Top bar beekeeping, though, just might change my mind. In a top bar hive, bees build their own wax combs suspended from narrow wooden bars instead of colonizing premade wax foundations, which are often made from beeswax that’s been treated with pesticides to kill varoa mites. Not exactly something you’d want to eat. And when bees build their own combs, they actually build cells of a size that can’t accommodate the varoa mite. It’s a bit more of a production to extract honey from combs built in top bar hives, but the health of the bees in such a system would more than make up for the inconvenience.
After the bee talk I got some lunch. Strangely enough I went for the chicken kabobs…and noticed while in line that my choice of outfit was well-aligned with other festival goers.
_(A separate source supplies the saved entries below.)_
//! Registry and filesystem scanners for profilekit.
//!
//! # Overview
//!
//! `profilekit-scan` produces the candidate path lists consumed by the rule
//! emitter and the deletion executor:
//!
//! - **Registry key scanning** over well-known COM, Office add-in and
//!   Click-to-Run roots, matching child keys by their default value
//! - **Folder scanning** of direct children whose names start with a term
//! - **Aged file scanning** that recursively collects files past an age cutoff
//!
//! All scanners run serially and treat missing roots as warnings, never as
//! failures.
//!
//! # Example
//!
//! ```rust,no_run
//! use profilekit_scan::{AgedFileScanner, AgeScanConfig};
//!
//! let scanner = AgedFileScanner::with_config(AgeScanConfig::default());
//! let scan = scanner.scan(std::path::Path::new("/tmp"), 7);
//!
//! for file in &scan.files {
//!     println!("{} ({} bytes)", file.path.display(), file.size);
//! }
//! ```

mod aged;
mod folders;
mod registry;

pub use aged::{
    AgeScanConfig, AgeScanConfigBuilder, AgedFile, AgedFileScanner, AgedScan, cutoff, is_expired,
};
pub use folders::{FolderScan, FolderScanner, default_office_roots};
pub use registry::{
    KeyScope, MemoryRegistry, RegistryPath, RegistryProvider, RegistryScan, RegistryScanner,
    SystemRegistry, well_known_registry_roots,
};

// Re-export core types for convenience
pub use profilekit_core::{
    CandidatePath, EntryKind, ScanError, ScanWarning, SearchTerm, WarningKind,
};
Then on to hear Patricia Foreman talk about gardening with chickens. I’d seen Patricia speak the weekend before at the Heritage Harvest Festival, and her talk was pretty similar to what I’d heard there. She advocates putting our chickens to work creating compost. As the cost of feed is increasing, and my flock size grew this summer, I was all ears. The idea I took away from this talk was that I’d like to turn my chickens out into my garden once everything freezes. I hope that they will till up the dirt and in addition to fertilizing eat all the insect eggs that are plaguing my gardening life. I’d also like to figure out how to build a chicken tractor that can detach from my coop and be moved around the yard, instead of building a permanent run.
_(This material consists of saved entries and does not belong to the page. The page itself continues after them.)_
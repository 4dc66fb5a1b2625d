//! Pure stage functions: perception, emotion, memory and translation.
//!
//! Each stage reads the outputs of the stages before it plus the agent's
//! state and returns a new value. None of them mutates anything; the
//! registry commits state only after the whole turn has finished.

use serde::{Deserialize, Serialize};
use tracing::debug;

use psyche_core::Engine;
use psyche_core::context::Familiarity;
use psyche_core::emotion::AppraisalOutcome;
use psyche_core::evolution::EvolutionTrigger;
use psyche_core::learning::PatternStore;
use psyche_core::translation::{self, TranslationConditions, TranslationVerdict};
use psyche_core::types::{EmotionalState, Stats};

use crate::error::{MindError, Result};

/// Relationship label used when memory supplies none.
pub const DEFAULT_RELATIONSHIP: &str = "neutral";

// ---------------------------------------------------------------------------
// Inputs
// ---------------------------------------------------------------------------

/// Perception input from the NLU collaborator.
#[derive(Debug, Clone, PartialEq, Serialize, Deserialize)]
pub struct Perception {
    /// What was said.
    #[serde(default)]
    pub message_text: String,
    /// Detected intent label.
    pub detected_intent: String,
    /// Detected tone label.
    pub detected_tone: String,
}

/// Memory input from the retrieval collaborator.
#[derive(Debug, Clone, PartialEq, Serialize, Deserialize)]
pub struct MemoryRecall {
    /// Relationship-quality label.
    #[serde(default = "default_relationship")]
    pub relationship_quality: String,
    /// Free-form summary of relevant history.
    #[serde(default)]
    pub relevant_history_summary: String,
}

impl Default for MemoryRecall {
    fn default() -> Self {
        Self {
            relationship_quality: default_relationship(),
            relevant_history_summary: String::new(),
        }
    }
}

fn default_relationship() -> String {
    DEFAULT_RELATIONSHIP.to_string()
}

/// One turn's worth of input.
#[derive(Debug, Clone, PartialEq, Serialize, Deserialize)]
pub struct TurnRequest {
    /// Perception output.
    pub perception: Perception,
    /// Memory output.
    #[serde(default)]
    pub memory: MemoryRecall,
    /// Explicit evolution trigger for this interaction, if the caller knows it.
    #[serde(default)]
    pub trigger_hint: Option<EvolutionTrigger>,
}

impl TurnRequest {
    /// A request with default memory and no trigger hint.
    #[must_use]
    pub fn new(
        message: impl Into<String>,
        intent: impl Into<String>,
        tone: impl Into<String>,
    ) -> Self {
        Self {
            perception: Perception {
                message_text: message.into(),
                detected_intent: intent.into(),
                detected_tone: tone.into(),
            },
            memory: MemoryRecall::default(),
            trigger_hint: None,
        }
    }

    /// Set the memory input.
    #[must_use]
    pub fn with_memory(
        mut self,
        relationship: impl Into<String>,
        history: impl Into<String>,
    ) -> Self {
        self.memory = MemoryRecall {
            relationship_quality: relationship.into(),
            relevant_history_summary: history.into(),
        };
        self
    }

    /// Set the evolution trigger hint.
    #[must_use]
    pub fn with_trigger(mut self, trigger: EvolutionTrigger) -> Self {
        self.trigger_hint = Some(trigger);
        self
    }
}

// ---------------------------------------------------------------------------
// Perception
// ---------------------------------------------------------------------------

/// Normalized perception labels.
#[derive(Debug, Clone, PartialEq, Eq)]
pub struct Perceived {
    /// Message text, trimmed.
    pub message: String,
    /// Lower-case intent.
    pub intent: String,
    /// Lower-case tone.
    pub tone: String,
}

/// Validate and normalize perception input.
///
/// # Errors
/// `MindError::Validation` when the intent or tone label is blank.
pub fn perceive(perception: &Perception) -> Result<Perceived> {
    let label = |field: &str, value: &str| {
        let value = value.trim().to_lowercase();
        if value.is_empty() {
            Err(MindError::Validation(format!("perception field '{field}' is required")))
        } else {
            Ok(value)
        }
    };
    Ok(Perceived {
        message: perception.message_text.trim().to_string(),
        intent: label("detected_intent", &perception.detected_intent)?,
        tone: label("detected_tone", &perception.detected_tone)?,
    })
}

// ---------------------------------------------------------------------------
// Emotion
// ---------------------------------------------------------------------------

/// Appraise the perceived tone and intent against the previous emotion.
#[must_use]
pub fn feel(engine: &Engine, perceived: &Perceived, previous: &EmotionalState) -> AppraisalOutcome {
    let outcome = engine.appraise(&perceived.tone, &perceived.intent, previous);
    debug!(emotion = %outcome.state, impact = outcome.impact, "Emotion stage");
    outcome
}

// ---------------------------------------------------------------------------
// Memory
// ---------------------------------------------------------------------------

/// What the memory stage hands to the personality stage.
#[derive(Debug, Clone, PartialEq, Eq)]
pub struct Remembered {
    /// Relationship-quality label, lower-case.
    pub relationship: String,
    /// History summary.
    pub history: String,
    /// How familiar this situation is.
    pub familiarity: Familiarity,
}

/// Combine recalled memory with familiarity from learned patterns.
#[must_use]
pub fn remember(
    engine: &Engine,
    store: &PatternStore,
    perceived: &Perceived,
    recall: &MemoryRecall,
) -> Remembered {
    let relationship = recall.relationship_quality.trim().to_lowercase();
    let familiarity = engine.familiarity(store, &perceived.intent, &perceived.tone);
    debug!(%familiarity, relationship = %relationship, "Memory stage");
    Remembered {
        relationship: if relationship.is_empty() {
            DEFAULT_RELATIONSHIP.to_string()
        } else {
            relationship
        },
        history: recall.relevant_history_summary.trim().to_string(),
        familiarity,
    }
}

// ---------------------------------------------------------------------------
// Translation
// ---------------------------------------------------------------------------

/// Evaluate the agent type's translation gate. An agent type without a
/// profile has no conditions, so translation is allowed.
#[must_use]
pub fn translation_gate(engine: &Engine, agent_type: &str, stats: &Stats) -> TranslationVerdict {
    let empty = TranslationConditions::new();
    let conditions = engine
        .profile(agent_type)
        .map_or(&empty, |p| &p.translation_conditions);
    translation::evaluate(conditions, stats)
}

#[cfg(test)]
mod tests {
    use super::*;
    use psyche_core::PsycheConfig;

    #[test]
    fn perception_labels_are_normalized() {
        let p = perceive(&TurnRequest::new("  hi  ", " Play ", "EXCITED").perception).unwrap();
        assert_eq!(p.message, "hi");
        assert_eq!(p.intent, "play");
        assert_eq!(p.tone, "excited");
    }

    #[test]
    fn blank_labels_are_rejected() {
        let err = perceive(&TurnRequest::new("hi", "  ", "calm").perception).unwrap_err();
        assert!(matches!(err, MindError::Validation(ref m) if m.contains("detected_intent")));
    }

    #[test]
    fn memory_defaults_relationship() {
        let engine = Engine::new(PsycheConfig::default()).unwrap();
        let perceived = perceive(&TurnRequest::new("", "chat", "neutral").perception).unwrap();
        let recall = MemoryRecall {
            relationship_quality: " ".into(),
            relevant_history_summary: String::new(),
        };
        let m = remember(&engine, &PatternStore::default(), &perceived, &recall);
        assert_eq!(m.relationship, DEFAULT_RELATIONSHIP);
        assert_eq!(m.familiarity, Familiarity::Novel);
    }

    #[test]
    fn unknown_agent_type_translates_freely() {
        let engine = Engine::new(PsycheConfig::default()).unwrap();
        assert!(translation_gate(&engine, "robot", &Stats::new()).can_translate);
        assert!(!translation_gate(&engine, "mythical", &Stats::new()).can_translate);
    }
}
Next up was a talk by Jenna Woginrich, of Cold Antler Farm, about how she makes her living blogging and writing. Jenna is an enthusiastic and natural speaker who kept her audience laughing. As I suspected I would be, I was even more inspired by her in person than I’ve been from years of reading her blog. Jenna boiled her success down to a combination of flexibility and stubbornness—necessary traits, she claims, for the self-employed. I admire Jenna for bucking convention and being one to say no thanks to a society that trains us to, “be scared to do what we want to do.” And we don’t need to have all the answers before we start something new—the important thing is to just begin. As she says, “You can drive to L.A. in the dark. Your headlights will get you there 200 feet at a time.”
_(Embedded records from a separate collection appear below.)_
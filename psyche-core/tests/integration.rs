//! Integration Tests — End-to-End Engine Flows
//!
//! Snapshot round-trips through the filesystem and the archetype →
//! personality → evolution → learning lifecycle of a single agent.

use chrono::{Duration, TimeZone, Utc};
use rand::SeedableRng;
use rand::rngs::StdRng;

use psyche_core::agent::AgentState;
use psyche_core::config::{PolicyKind, PsycheConfig};
use psyche_core::context::Familiarity;
use psyche_core::engine::{TraitSource, TurnSignals, situation_fingerprint};
use psyche_core::evolution::{EvolutionTrigger, InteractionEvent};
use psyche_core::learning::{Fingerprint, LearningCategory, Observation};
use psyche_core::translation;
use psyche_core::types::{EmotionalState, Stats};
use psyche_core::utility::UtilityModel;
use psyche_core::{Engine, PsycheError};

fn engine() -> Engine {
    let mut config = PsycheConfig::default();
    config.utility.seed = Some(2026);
    config.utility.policy = PolicyKind::Deterministic;
    Engine::new(config).unwrap()
}

fn t(hours: i64) -> chrono::DateTime<Utc> {
    Utc.with_ymd_and_hms(2026, 5, 1, 12, 0, 0).single().unwrap() + Duration::hours(hours)
}

// ---------------------------------------------------------------------------
// Snapshot persistence
// ---------------------------------------------------------------------------

#[test]
fn agent_snapshot_survives_disk_round_trip() {
    let engine = engine();
    let mut rng = StdRng::seed_from_u64(3);
    let mut agent = engine
        .new_agent("Biscuit", "mammal", &TraitSource::Archetype("rogers".into()), &mut rng, t(0))
        .unwrap();

    let event = InteractionEvent::new(EvolutionTrigger::SocialBonding, 0.7, t(1));
    engine.evolution().record(&mut agent.evolution, &event);
    engine.learning().observe(
        &mut agent.learning,
        &Observation {
            category: LearningCategory::UserPreference,
            signal: 0.9,
            fingerprint: situation_fingerprint("affection", "gentle"),
            description: "likes gentle affection".into(),
        },
        t(1),
    );
    agent.emotional_state = EmotionalState::new("happy", 0.6);

    let dir = tempfile::tempdir().unwrap();
    let path = dir.path().join("biscuit.json");
    agent.save(&path).unwrap();
    let restored = AgentState::load(&path, engine.trait_dim()).unwrap();

    assert_eq!(restored.id, agent.id);
    assert_eq!(restored.name, "Biscuit");
    assert_eq!(restored.evolution.shifts.len(), 1);
    assert_eq!(restored.learning.patterns.len(), 1);
    assert_eq!(restored.emotional_state.label, "happy");
    for (a, b) in restored
        .base_traits
        .as_slice()
        .iter()
        .zip(agent.base_traits.as_slice())
    {
        assert!((a - b).abs() < 1e-12);
    }
}

#[test]
fn loading_with_another_dimension_fails_fast() {
    let engine = engine();
    let agent = engine
        .new_agent("Sly", "reptile", &TraitSource::Neutral, &mut StdRng::seed_from_u64(0), t(0))
        .unwrap();
    let dir = tempfile::tempdir().unwrap();
    let path = dir.path().join("sly.json");
    agent.save(&path).unwrap();
    assert!(matches!(
        AgentState::load(&path, 48),
        Err(PsycheError::DimensionMismatch { .. })
    ));
}

#[test]
fn utility_weights_round_trip_through_json() {
    let engine = engine();
    let json = engine.utility().to_json().unwrap();
    let restored =
        UtilityModel::from_json(&json, engine.config().tables.action_styles.clone()).unwrap();
    let traits = engine.archetypes().get("einstein").unwrap().vector.clone();
    let a = engine.utility().tendencies(&traits).unwrap();
    let b = restored.tendencies(&traits).unwrap();
    assert_eq!(
        a.preferred.iter().map(|(s, _)| s.as_str()).collect::<Vec<_>>(),
        b.preferred.iter().map(|(s, _)| s.as_str()).collect::<Vec<_>>()
    );
}

// ---------------------------------------------------------------------------
// Lifecycle: archetype → turns → evolution → learning → reset
// ---------------------------------------------------------------------------

#[test]
fn archetype_agent_lifecycle() {
    let engine = engine();
    let mut rng = StdRng::seed_from_u64(9);
    let mut agent = engine
        .new_agent(
            "Nova",
            "mammal",
            &TraitSource::Blend(vec![("leonardo".into(), 2.0), ("yoda".into(), 1.0)]),
            &mut rng,
            t(0),
        )
        .unwrap();
    assert!(agent.archetype.is_none());

    // A run of rough interactions.
    for h in 0..20 {
        let event = InteractionEvent::new(EvolutionTrigger::NegativeInteraction, -0.9, t(h));
        engine.evolution().record(&mut agent.evolution, &event);
    }
    let catalog = engine.catalog();
    let before = agent.base_traits.value(catalog, "trust").unwrap();
    let after = engine
        .effective_traits(&agent, t(20))
        .unwrap()
        .value(catalog, "trust")
        .unwrap();
    assert!(after < before);

    let report = engine
        .evolution()
        .development_report(
            catalog,
            &agent.initial_traits,
            &engine.effective_traits(&agent, t(20)).unwrap(),
            &agent.evolution,
        )
        .unwrap();
    assert!(report.total_change > 0.0);
    assert!(report.stability < 1.0);
    assert_eq!(report.common_triggers[0].0, EvolutionTrigger::NegativeInteraction);

    // Shifts fade out after the TTL window.
    let later = t(20 + 24 * 8);
    let faded = engine.effective_traits(&agent, later).unwrap();
    assert!((faded.value(catalog, "trust").unwrap() - before).abs() < 1e-12);

    // Keeping shifts folds them into the base.
    engine
        .evolution()
        .reset(&mut agent.base_traits, &mut agent.evolution, true, t(20))
        .unwrap();
    assert!(agent.evolution.shifts.is_empty());
    assert!(agent.base_traits.value(catalog, "trust").unwrap() < before);

    // Familiarity grows as the same situation recurs.
    let mut seen = Vec::new();
    for h in 0..4 {
        seen.push(engine.familiarity(&agent.learning, "play", "excited"));
        engine.learning().observe(
            &mut agent.learning,
            &Observation {
                category: LearningCategory::UserPreference,
                signal: 0.8,
                fingerprint: situation_fingerprint("play", "excited"),
                description: "play while excited".into(),
            },
            t(30 + h),
        );
    }
    assert_eq!(
        seen,
        vec![Familiarity::Novel, Familiarity::Similar, Familiarity::Similar, Familiarity::Frequent]
    );

    let summary = engine.learning().summary(&agent.learning);
    assert_eq!(summary.total, 1);
    assert_eq!(summary.total_reinforcements, 4);

    engine.learning().reset(&mut agent.learning, false);
    assert!(agent.learning.patterns.is_empty());
}

#[test]
fn confident_behavioral_pattern_biases_selection() {
    let engine = engine();
    let now = t(0);
    let mut agent = engine
        .new_agent("Echo", "mammal", &TraitSource::Neutral, &mut StdRng::seed_from_u64(1), now)
        .unwrap();
    let emotion = EmotionalState::neutral();
    let signals = TurnSignals {
        intent: "chat",
        tone: "neutral",
        relationship: "acquaintance",
        familiarity: Familiarity::Novel,
        emotion: &emotion,
    };
    let baseline = engine
        .personality_stage(&agent, &signals, now, &mut StdRng::seed_from_u64(1))
        .unwrap();
    let loser = baseline
        .scores
        .iter()
        .min_by(|a, b| a.1.total_cmp(&b.1))
        .map(|(s, _)| s.clone())
        .unwrap();

    for _ in 0..40 {
        engine.learning().observe(
            &mut agent.learning,
            &Observation {
                category: LearningCategory::BehavioralPattern,
                signal: 1.0,
                fingerprint: Fingerprint::from_pairs([("action_style", loser.as_str())]),
                description: format!("{loser} works"),
            },
            now,
        );
    }
    let biased = engine
        .personality_stage(&agent, &signals, now, &mut StdRng::seed_from_u64(1))
        .unwrap();
    let raw = biased.raw_scores.get(loser.as_str()).unwrap();
    let boosted = biased.scores.get(loser.as_str()).unwrap();
    assert!(boosted > raw);
    assert_eq!(raw, baseline.scores.get(loser.as_str()).unwrap());
}

#[test]
fn profile_gate_tracks_stat_changes() {
    let engine = engine();
    let mut agent = engine
        .new_agent("Mochi", "mammal", &TraitSource::Neutral, &mut StdRng::seed_from_u64(5), t(0))
        .unwrap();
    let conditions = &engine.profile("mammal").unwrap().translation_conditions;
    assert!(translation::evaluate(conditions, &agent.stats).can_translate);

    engine.apply_stat_deltas(&mut agent.stats, &Stats::from([("energy", -70.0)]));
    let verdict = translation::evaluate(conditions, &agent.stats);
    assert!(!verdict.can_translate);
    assert!(verdict.hint().unwrap().contains("energy"));

    engine.apply_stat_deltas(&mut agent.stats, &Stats::from([("energy", 500.0)]));
    assert_eq!(agent.stats.get("energy"), Some(100.0));
}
I stuck around in the same meeting room for the next talk by Wisconsin farmer Ann Larkin Hansen. I’d heard her speak for a few minutes the day before on woodlot management, but her next presentation was on making hay. I wanted to figure out when was the best time to cut hay for optimum nutritional content, and Ann told us the legumes are the key to when to cut. You should make hay when the legumes have grown as tall as they are going to get and are starting to bud and the grasses are just starting to develop their heads. As crops grow taller, beyond this point, the quantity of your hay increases but its nutritional quality decreases. Leave 2-3″ of stubble in the field when you cut to help prop the hay off the ground, which makes it dry faster. Dry hay is key. Wet hay, if baled, can compost and selfcombust and burn down your barn. Not cool. Ann then got into haying machinery and I slipped out to meet Jenna at her booksigning.
As hoped, I got to talk with her for a few minutes and tell her a bit about my farm. I bought all her books and she signed them for me before she had to run out to give her keynote, which highlighted the importance of community to any farming endeavor. Certainly true, especially for single farmers such as Jenna and myself!
And then day two of the fair came to a close and I retired to dinner and a wonderful hotel sleep. I always sleep well in hotels—I think the secret lies in blackout curtains!